Writing on his own [in "I'm a Lucky Guy"], Mr. Gilbreth is rather more restrained and less exuberant than the collaboration….
Mr. Gilbreth's solo flight opens with his departure for the University of Michigan, and though he is at pains to explain that his narrative "is not primarily a chronicle of my college days," some 38 per cent of his text is just that….
His Navy experiences cover only fifty-odd pages, but they are the best part of the story….
In the course of these eighteen years the author woos and wins a wife, and some of the attendant confusion suggests the hilarity of "Cheaper by the Dozen." But in the main the narrative is straightforward self-history, most of it agreeably matter-of-fact, and none of it tremendously exciting.
What heartiness and zest emerge is largely in the salt-water experiences. Mr. Gilbreth obviously had a good time in the Navy, or at least he has a good time remembering it, and he lets the reader share his enjoyment. He should have had more to say about it.

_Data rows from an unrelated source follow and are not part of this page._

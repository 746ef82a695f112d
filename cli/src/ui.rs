//! UI utilities for pretty printing

use colored::Colorize;
use subchat_core::peer::{FailureReason, RequestStatus};
use subchat_core::types::{ContentItem, Post};
use subchat_core::wire::{ErrorReason, SpaceErrorReason};

pub fn print_help() {
    println!();
    println!("{}", "Available Commands:".bright_cyan().bold());
    println!();
    println!("  {:<42} {}", "help".bright_green(), "Show this help message");
    println!("  {:<42} {}", "quit, exit".bright_green(), "Exit the application");
    println!();
    println!("  {}", "Spaces:".bright_yellow().bold());
    println!("  {:<42} {}", "space <name>".bright_green(), "Switch to a space");
    println!(
        "  {:<42} {}",
        "space create <name> [description] -- <text>".bright_green(),
        "Create a space with its first post"
    );
    println!();
    println!("  {}", "Posts:".bright_yellow().bold());
    println!("  {:<42} {}", "posts".bright_green(), "Show recent posts in the current space");
    println!("  {:<42} {}", "post <text>".bright_green(), "Post to the current space");
    println!();
    println!("  {}", "Info:".bright_yellow().bold());
    println!("  {:<42} {}", "whoami".bright_green(), "Show your name and key");
    println!("  {:<42} {}", "relay".bright_green(), "Show the connected relay");
    println!("  {:<42} {}", "version".bright_green(), "Show version and build info");
    println!();
}

pub fn print_error(msg: &str) {
    println!("{} {}", "✗".bright_red(), msg.red());
}

pub fn print_success(msg: &str) {
    println!("{} {}", "✓".bright_green(), msg.bright_green());
}

pub fn print_info(msg: &str) {
    println!("{} {}", "ℹ".bright_blue(), msg);
}

pub fn print_warning(msg: &str) {
    println!("{} {}", "⚠".bright_yellow(), msg.yellow());
}

/// Report the outcome of a tracked request
pub fn print_status(action: &str, status: RequestStatus) {
    match status {
        RequestStatus::Completed => print_success(&format!("{} confirmed by relay", action)),
        RequestStatus::Failed(reason) => {
            print_error(&format!("{} rejected: {}", action, describe(reason)))
        }
        RequestStatus::NotFound | RequestStatus::Pending => {
            print_warning(&format!("{} not confirmed in time; it may still be applied", action))
        }
    }
}

fn describe(reason: FailureReason) -> &'static str {
    match reason {
        FailureReason::Relay(ErrorReason::NonExistentSpace) => "space does not exist",
        FailureReason::Relay(ErrorReason::StoreUnavailable) => "relay storage unavailable",
        FailureReason::Relay(ErrorReason::InvalidPost) => "post is missing an author or space",
        FailureReason::Space(SpaceErrorReason::TooManySimilar) => {
            "too many spaces with similar names"
        }
        FailureReason::Space(SpaceErrorReason::NameTaken) => "name already taken",
        FailureReason::Space(SpaceErrorReason::InvalidName) => "invalid space name",
    }
}

pub fn print_post(post: &Post) {
    let time = chrono::DateTime::from_timestamp_millis(post.created_at as i64)
        .map(|dt| dt.format("%H:%M:%S").to_string())
        .unwrap_or_else(|| "?".to_string());

    println!();
    println!("  {} {} {}", "│".bright_black(), post.author.bright_yellow(), time.bright_black());
    for item in &post.content {
        match item {
            ContentItem::Text { text, .. } => println!("  {} {}", "│".bright_black(), text),
            ContentItem::Media { media_kind, url, title, .. } => println!(
                "  {} [{:?}] {} {}",
                "│".bright_black(),
                media_kind,
                title.as_deref().unwrap_or(""),
                url.bright_blue()
            ),
        }
    }
}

John T. Winterich, "Schooldays & After," in The Saturday Review of Literature (copyright © 1951 by Saturday Review; all rights reserved; reprinted by permission), Vol. XXXIV, No. 38, September 22, 1951, p. 49.
[Jumping Jupiter] is a glimpse of the merchandising world broad in its humor, but sharp in its revelations of store politics, jealousies and double-crossing. Having been through the mill, the author has no illusions—and leaves her readers with scarcely any.
"Career Girl," in New York Herald Tribune Book Review (© I.H.T. Corporation; reprinted by permission), Vol. 28, No. 24, January 27, 1952, p. 17.